A União Europeia (UE), com o apoio da Organização para a Cooperação e o Desenvolvimento Econômico (OCDE) e de seu centro de desenvolvimento, assim como da Comissão Econômica para a América Latina e o Caribe (CEPAL), divulgou na quarta-feira (2) em Buenos Aires uma nova ferramenta que busca promover o desenvolvimento sustentável na região à medida que os países fazem a transição para níveis de renda mais elevados.

O instrumento regional, que prestará seu apoio no desenho e implementação de políticas públicas para cumprir os Objetivos de Desenvolvimento Sustentável (ODS), foi apresentado por Stefano Manservisi, diretor-geral de Cooperação Internacional e Desenvolvimento da UE; Mario Pezzini,  diretor do Centro de Desenvolvimento da OCDE; e Mario Cimoli, secretário-adjunto interino da CEPAL.

O conceito de “desenvolvimento em transição” tem especial importância na América Latina e no Caribe, onde a maioria dos países estão alcançando maiores níveis de renda, mas continuam enfrentando desafios estruturais.
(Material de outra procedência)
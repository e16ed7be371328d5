use chrono::{DateTime, NaiveDateTime, Utc};
use std::path::{Path, PathBuf};

/// Timestamp layout embedded in archive names. Sorts lexically in time order.
const TIMESTAMP_FORMAT: &str = "%Y%m%dT%H%M%S%.3fZ";

/// One archived snapshot of a world.
#[derive(Debug, Clone, PartialEq, Eq)]
pub struct BackupEntry {
    /// Archive directory name, `<world>_<timestamp>`
    pub file_name: String,
    pub world_name: String,
    pub full_path: PathBuf,
    pub created_at: DateTime<Utc>,
    /// Total size of the archived files
    pub size: u64,
}

impl BackupEntry {
    /// Time elapsed since the snapshot was taken.
    pub fn age(&self) -> chrono::Duration {
        Utc::now() - self.created_at
    }

    /// Archive name for a snapshot of `world` taken at `created_at`.
    pub fn archive_name(world: &str, created_at: DateTime<Utc>) -> String {
        format!("{}_{}", world, created_at.format(TIMESTAMP_FORMAT))
    }

    /// Splits an archive name back into world and timestamp.
    ///
    /// Returns `None` for names this engine did not produce.
    pub fn parse_archive_name(name: &str) -> Option<(&str, DateTime<Utc>)> {
        let (world, stamp) = name.rsplit_once('_')?;
        if world.is_empty() {
            return None;
        }
        let naive = NaiveDateTime::parse_from_str(stamp, TIMESTAMP_FORMAT).ok()?;
        Some((world, naive.and_utc()))
    }

    /// Builds an entry for an existing archive directory.
    pub(crate) fn from_archive(path: &Path, size: u64) -> Option<Self> {
        let file_name = path.file_name()?.to_str()?;
        let (world, created_at) = Self::parse_archive_name(file_name)?;
        Some(Self {
            file_name: file_name.to_string(),
            world_name: world.to_string(),
            full_path: path.to_path_buf(),
            created_at,
            size,
        })
    }
}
Esses desafios estão relacionados, entre outras coisas, com as desigualdades, as diferenças regionais, a mobilização de recursos internos e a fragilidade dos marcos sociais, assim como com as escassas capacidades de inovação e baixos níveis de diversificação de suas economias.

Nesse processo de transição, enquanto os países se esforçam para fazer frente às vulnerabilidades internas, enfrentam um novo panorama repleto de riscos de alcance global, que tornam necessário dar respostas coordenadas de âmbito regional e internacional.

Por meio desse instrumento, a UE reforçará sua colaboração com países associados na América Latina e no Caribe, assim como com as organizações multilaterais, para adaptar e prestar um apoio adequado. O instrumento avaliará a forma com a qual as transições para maiores níveis de renda podem ser favorecidas por uma melhora nas capacidades estratégicas e normativas para cumprir a Agenda 2030 para o Desenvolvimento Sustentável.

O instrumento colocará em prática iniciativas experimentais adaptadas para dar novas respostas às necessidades e desafios em constante mudança. A UE alocou ao instrumento um montante inicial de 9,5 milhões de euros.